Go over the data and copy out each line with "oneshot" in it.

* * *

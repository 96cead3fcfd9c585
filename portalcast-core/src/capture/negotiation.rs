//! Bridging asynchronous stream events into one bounded result
//!
//! Each capture request gets a oneshot channel that is resolved at most once
//! by the event router. The requester races it against a timer; whichever
//! finishes first decides, and a late event finds no pending entry.

use std::collections::HashMap;
use std::time::Duration;

use tokio::sync::oneshot;

use crate::capture::session::CaptureTarget;
use crate::protocol::StreamHandle;
use crate::streams::StreamMetadata;

/// Default bound on waiting for a terminal stream event
pub const DEFAULT_NEGOTIATION_TIMEOUT: Duration = Duration::from_millis(3000);

/// Terminal result of one capture request
#[derive(Debug, Clone, PartialEq, Eq)]
pub enum NegotiationOutcome {
    /// Stream is live and recorded as a session
    Created(u32),
    /// Compositor rejected the request
    Failed(String),
    /// Connection died while waiting
    ConnectionLost(String),
    /// Nothing arrived in time
    TimedOut,
}

/// A capture request waiting for its terminal event
#[derive(Debug)]
pub(crate) struct Pending {
    pub target: CaptureTarget,
    pub metadata: StreamMetadata,
    reply: oneshot::Sender<NegotiationOutcome>,
}

impl Pending {
    /// Resolve the request; `false` if the requester is gone
    pub fn resolve(self, outcome: NegotiationOutcome) -> bool {
        self.reply.send(outcome).is_ok()
    }
}

/// In-flight capture requests keyed by stream handle
#[derive(Debug, Default)]
pub(crate) struct PendingNegotiations {
    pending: HashMap<StreamHandle, Pending>,
}

impl PendingNegotiations {
    pub fn register(
        &mut self,
        handle: StreamHandle,
        target: CaptureTarget,
        metadata: StreamMetadata,
    ) -> oneshot::Receiver<NegotiationOutcome> {
        let (reply, rx) = oneshot::channel();
        self.pending.insert(
            handle,
            Pending {
                target,
                metadata,
                reply,
            },
        );
        rx
    }

    /// Claim the pending request for `handle`, if it is still wanted
    pub fn take(&mut self, handle: StreamHandle) -> Option<Pending> {
        self.pending.remove(&handle)
    }

    pub fn len(&self) -> usize {
        self.pending.len()
    }

    /// Resolve every request with the same outcome
    pub fn fail_all(&mut self, outcome: NegotiationOutcome) {
        for (_, pending) in self.pending.drain() {
            pending.resolve(outcome.clone());
        }
    }
}

/// Wait for the first of: the outcome, the sender going away, or `bound`.
///
/// On timeout `abandon` runs with the receiver; it must withdraw the
/// pending entry under the state lock and then check the receiver once
/// more, so an outcome delivered just before the withdrawal is not lost.
pub(crate) async fn wait_for_outcome<F>(
    mut rx: oneshot::Receiver<NegotiationOutcome>,
    bound: Duration,
    abandon: F,
) -> NegotiationOutcome
where
    F: FnOnce(&mut oneshot::Receiver<NegotiationOutcome>) -> NegotiationOutcome,
{
    match tokio::time::timeout(bound, &mut rx).await {
        Ok(Ok(outcome)) => outcome,
        Ok(Err(_)) => NegotiationOutcome::ConnectionLost("negotiation abandoned".to_string()),
        Err(_) => abandon(&mut rx),
    }
}

#[cfg(test)]
mod tests {
    use super::*;
    use std::time::Instant;

    fn register(pending: &mut PendingNegotiations) -> (StreamHandle, oneshot::Receiver<NegotiationOutcome>) {
        let handle = StreamHandle::new();
        let rx = pending.register(
            handle,
            CaptureTarget::Window("win-1".to_string()),
            StreamMetadata::window(),
        );
        (handle, rx)
    }

    #[tokio::test]
    async fn test_created_wins() {
        let mut pending = PendingNegotiations::default();
        let (handle, rx) = register(&mut pending);

        assert!(pending.take(handle).unwrap().resolve(NegotiationOutcome::Created(9)));
        let outcome =
            wait_for_outcome(rx, Duration::from_secs(1), |_| NegotiationOutcome::TimedOut).await;
        assert_eq!(outcome, NegotiationOutcome::Created(9));
    }

    #[tokio::test]
    async fn test_timeout_runs_abandon() {
        let mut pending = PendingNegotiations::default();
        let (handle, rx) = register(&mut pending);

        let started = Instant::now();
        let outcome = wait_for_outcome(rx, Duration::from_millis(50), |rx| {
            assert!(pending.take(handle).is_some());
            assert!(rx.try_recv().is_err());
            NegotiationOutcome::TimedOut
        })
        .await;

        assert_eq!(outcome, NegotiationOutcome::TimedOut);
        assert!(started.elapsed() >= Duration::from_millis(50));
        assert_eq!(pending.len(), 0);
    }

    #[tokio::test]
    async fn test_fail_all_reports_connection_loss() {
        let mut pending = PendingNegotiations::default();
        let (_, rx_a) = register(&mut pending);
        let (_, rx_b) = register(&mut pending);

        pending.fail_all(NegotiationOutcome::ConnectionLost("gone".to_string()));
        assert_eq!(pending.len(), 0);

        for rx in [rx_a, rx_b] {
            let outcome =
                wait_for_outcome(rx, Duration::from_secs(1), |_| NegotiationOutcome::TimedOut)
                    .await;
            assert_eq!(outcome, NegotiationOutcome::ConnectionLost("gone".to_string()));
        }
    }

    #[test]
    fn test_late_resolution_is_discarded() {
        let mut pending = PendingNegotiations::default();
        let (handle, rx) = register(&mut pending);
        drop(rx);

        // Requester gave up; resolving reports that nobody listened
        assert!(!pending.take(handle).unwrap().resolve(NegotiationOutcome::Created(1)));
        assert!(pending.take(handle).is_none());
    }
}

* * *

Result of this task:
//! Each capture request gets a oneshot channel that is resolved at most once
use tokio::sync::oneshot;
    reply: oneshot::Sender<NegotiationOutcome>,
    ) -> oneshot::Receiver<NegotiationOutcome> {
        let (reply, rx) = oneshot::channel();
    mut rx: oneshot::Receiver<NegotiationOutcome>,
    F: FnOnce(&mut oneshot::Receiver<NegotiationOutcome>) -> NegotiationOutcome,
    fn register(pending: &mut PendingNegotiations) -> (StreamHandle, oneshot::Receiver<NegotiationOutcome>) {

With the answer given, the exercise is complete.